In America's federal system, some states, such as California, offer residents a "package deal" that bundles numerous and ambitious public benefits with the high taxes needed to pay for them. Other states, such as Texas, offer packages combining modest benefits and low taxes. These alternatives, of course, define the basic argument between liberals and conservatives over what it means to get the size and scope of government right.There's more here.
It's not surprising, then, that there's an intense debate over which model is more admirable and sustainable. What is surprising is the growing evidence that the low-benefit/low-tax package not only succeeds on its own terms but also according to the criteria used to defend its opposite. In other words, the superior public goods that supposedly justify the high taxes just aren't being delivered.
California and Texas are not perfect representatives of the alternative deals, but they come close. Overall, the Census Bureau's latest data show that state and local government expenditures for all purposes in 2005-06 were 46.8% higher in California than in Texas: $10,070 per person compared with $6,858. Only three states and the District of Columbia saw higher per capita government outlays than California, while those expenditures in Texas were lower than in all but seven states. California ranked 10th in overall taxes levied by state and local governments, on a per capita basis, while Texas, one of only seven states with no individual income tax, was 38th.
One way to assess how Americans feel about the different tax and benefit packages the states offer is by examining internal U.S. migration patterns. Between April 1, 2000, and June 30, 2007, an average of 3,247 more people moved out of California than into it every week, according to the Census Bureau. Over the same period, Texas had a net weekly population increase of 1,544 as a result of people moving in from other states. During these years, more generally, 16 of the 17 states with the lowest tax levels had positive "net internal migration," in the Census Bureau's language, while 14 of the 17 states with the highest taxes had negative net internal migration.
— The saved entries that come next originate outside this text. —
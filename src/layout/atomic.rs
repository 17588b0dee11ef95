//! Elements that are never split: pictures, frames and page breaks. They
//! fit, move to the next page, or (when forced onto an empty page) are
//! placed anyway and allowed to overflow.

use super::{Division, LayoutContext};
use crate::model::{Element, ElementKind};

pub(crate) fn divide(element: Element, ctx: &LayoutContext<'_>, height: f64) -> Division {
    let res = ctx.resolution;
    match &element.kind {
        ElementKind::PageBreak => Division::page_break(),
        ElementKind::Picture { height: h, .. } => {
            let picture_height = res.cm_to_y(*h);
            if picture_height <= height || ctx.force {
                Division::whole(element, picture_height)
            } else {
                log::debug!("moving picture of height {picture_height:.1} to the next page");
                Division::defer(element)
            }
        }
        ElementKind::Frame { style } => {
            let frame_height = res.cm_to_y(style.height);
            let top = res.cm_to_y(style.spacing.top);
            let bottom = res.cm_to_y(style.spacing.bottom);

            if frame_height + top + bottom <= height {
                Division::whole(element, frame_height + top + bottom)
            } else if frame_height + top <= height {
                // The bottom spacing runs off the page
                Division::whole(element, height)
            } else if ctx.force {
                Division::whole(element, frame_height + top + bottom)
            } else {
                log::debug!("moving frame of height {frame_height:.1} to the next page");
                Division::defer(element)
            }
        }
        _ => Division::whole(element, 0.0),
    }
}

#[cfg(test)]
mod tests {
    use super::*;
    use crate::config::LayoutConfig;
    use crate::error::Result;
    use crate::model::Resolution;
    use crate::style::{FrameStyle, HorizontalAlign, Spacing};
    use crate::text::{MeasureRequest, TextMeasurer, TextMetrics};

    struct Unused;

    fn close(a: f64, b: f64) -> bool {
        (a - b).abs() < 1e-9
    }

    impl TextMeasurer for Unused {
        fn measure(&self, _: &MeasureRequest<'_>) -> Result<TextMetrics> {
            panic!("atomic elements are not measured")
        }
    }

    fn frame() -> Element {
        Element::frame(FrameStyle {
            spacing: Spacing {
                top: 2.0,
                bottom: 3.0,
                ..Spacing::default()
            },
            ..FrameStyle::new(10.0, 20.0)
        })
    }

    #[test]
    fn pictures_fit_move_or_overflow_when_forced() {
        let cfg = LayoutConfig::default();
        let ctx = LayoutContext::new(&Unused, Resolution::uniform(2.54), &cfg);
        let picture = Element::picture("a.png", 5.0, 30.0, HorizontalAlign::Left);

        let fits = divide(picture.clone(), &ctx, 30.5);
        assert!(close(fits.height, 30.0));
        assert!(fits.tail.is_none());

        let moved = divide(picture.clone(), &ctx, 29.0);
        assert!(moved.head.is_none());
        assert_eq!(moved.tail, Some(picture.clone()));

        let forced = divide(picture, &ctx.with_force(true), 29.0);
        assert!(close(forced.height, 30.0));
        assert!(forced.head.is_some());
    }

    #[test]
    fn frames_may_lose_their_bottom_spacing() {
        let cfg = LayoutConfig::default();
        let ctx = LayoutContext::new(&Unused, Resolution::uniform(2.54), &cfg);

        assert!(close(divide(frame(), &ctx, 30.0).height, 25.0));
        let tight = divide(frame(), &ctx, 23.0);
        assert!(close(tight.height, 23.0));
        assert!(tight.head.is_some());
        assert!(divide(frame(), &ctx, 21.0).head.is_none());
        assert!(close(divide(frame(), &ctx.with_force(true), 21.0).height, 25.0));
    }

    #[test]
    fn page_breaks_and_markers() {
        let cfg = LayoutConfig::default();
        let ctx = LayoutContext::new(&Unused, Resolution::uniform(2.54), &cfg);

        assert_eq!(divide(Element::page_break(), &ctx, 100.0), Division::page_break());
        let toc = divide(Element::table_of_contents(), &ctx, 0.0);
        assert_eq!(toc.height, 0.0);
        assert!(toc.head.is_some());
    }
}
These folks pulling up stakes and driving U-Haul trucks across state lines understand a reality the defenders of the high-benefit/high-tax model must confront: All things being equal, everyone would rather pay low taxes than high ones. The high-benefit/high-tax model can work only if things are demonstrably not equal -- if the public goods purchased by the high taxes far surpass the quality, quantity and impact of those available to people who live in states with low taxes.
Today's public benefits fail that test, as urban scholar Joel Kotkin of NewGeography.com and Chapman University told the Los Angeles Times in March: "Twenty years ago, you could go to Texas, where they had very low taxes, and you would see the difference between there and California. Today, you go to Texas, the roads are no worse, the public schools are not great but are better than or equal to ours, and their universities are good. The bargain between California's government and the middle class is constantly being renegotiated to the disadvantage of the middle class."
Taxpayer revolts, such as the one that brought us Prop 13 and restored some sanity to our property tax system, have taken a lot of steam out of California's income, but the legislature never figured out that they had less money to spend. They continued to spend and promise even more to people who didn't earn it and today that pattern is unsustainable.